▶ [Records for this exercise]
//! Event transports.

use std::sync::atomic::{AtomicUsize, Ordering};
use std::sync::{Arc, Mutex};
use std::time::Duration;

use tracing::{error, warn};

use crate::error::ReportingError;
use crate::event::Event;

/// Delivers prepared events.
///
/// Delivery failures stay inside the transport; callers never see them.
pub trait Transport: Send + Sync {
    fn send_event(&self, event: Event);

    /// Block until buffered events are delivered or `timeout` elapses.
    /// Returns `false` when the deadline was hit.
    fn flush(&self, _timeout: Duration) -> bool {
        true
    }
}

impl<T: Transport + ?Sized> Transport for Arc<T> {
    fn send_event(&self, event: Event) {
        (**self).send_event(event)
    }

    fn flush(&self, timeout: Duration) -> bool {
        (**self).flush(timeout)
    }
}

/// In-memory transport for tests/dev.
#[derive(Debug, Default)]
pub struct InMemoryTransport {
    events: Mutex<Vec<Event>>,
    flushes: AtomicUsize,
}

impl InMemoryTransport {
    pub fn new() -> Self {
        Self::default()
    }

    pub fn arc() -> Arc<Self> {
        Arc::new(Self::new())
    }

    /// Snapshot of every event sent so far.
    pub fn events(&self) -> Vec<Event> {
        self.events.lock().unwrap().clone()
    }

    pub fn take_events(&self) -> Vec<Event> {
        std::mem::take(&mut *self.events.lock().unwrap())
    }

    pub fn flush_count(&self) -> usize {
        self.flushes.load(Ordering::SeqCst)
    }
}

impl Transport for InMemoryTransport {
    fn send_event(&self, event: Event) {
        self.events.lock().unwrap().push(event);
    }

    fn flush(&self, _timeout: Duration) -> bool {
        self.flushes.fetch_add(1, Ordering::SeqCst);
        true
    }
}

/// Writes each event as one structured log line.
///
/// Useful when no backend is configured: failures still end up in the
/// process log, with the full enriched payload.
#[derive(Debug, Default, Clone, Copy)]
pub struct TracingTransport;

impl TracingTransport {
    fn render(event: &Event) -> Result<String, ReportingError> {
        Ok(serde_json::to_string(event)?)
    }
}

impl Transport for TracingTransport {
    fn send_event(&self, event: Event) {
        match Self::render(&event) {
            Ok(payload) => error!(
                target: "jobwatch::event",
                event_id = %event.event_id,
                transaction = event.transaction.as_deref().unwrap_or(""),
                payload = %payload,
                "captured event"
            ),
            Err(e) => warn!(event_id = %event.event_id, error = %e, "dropping event"),
        }
    }
}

▶ [What you need to do] Note every line of the records that holds the word "TracingTransport", and copy it.

▶ [Answer to this exercise]
pub struct TracingTransport;
impl TracingTransport {
impl Transport for TracingTransport {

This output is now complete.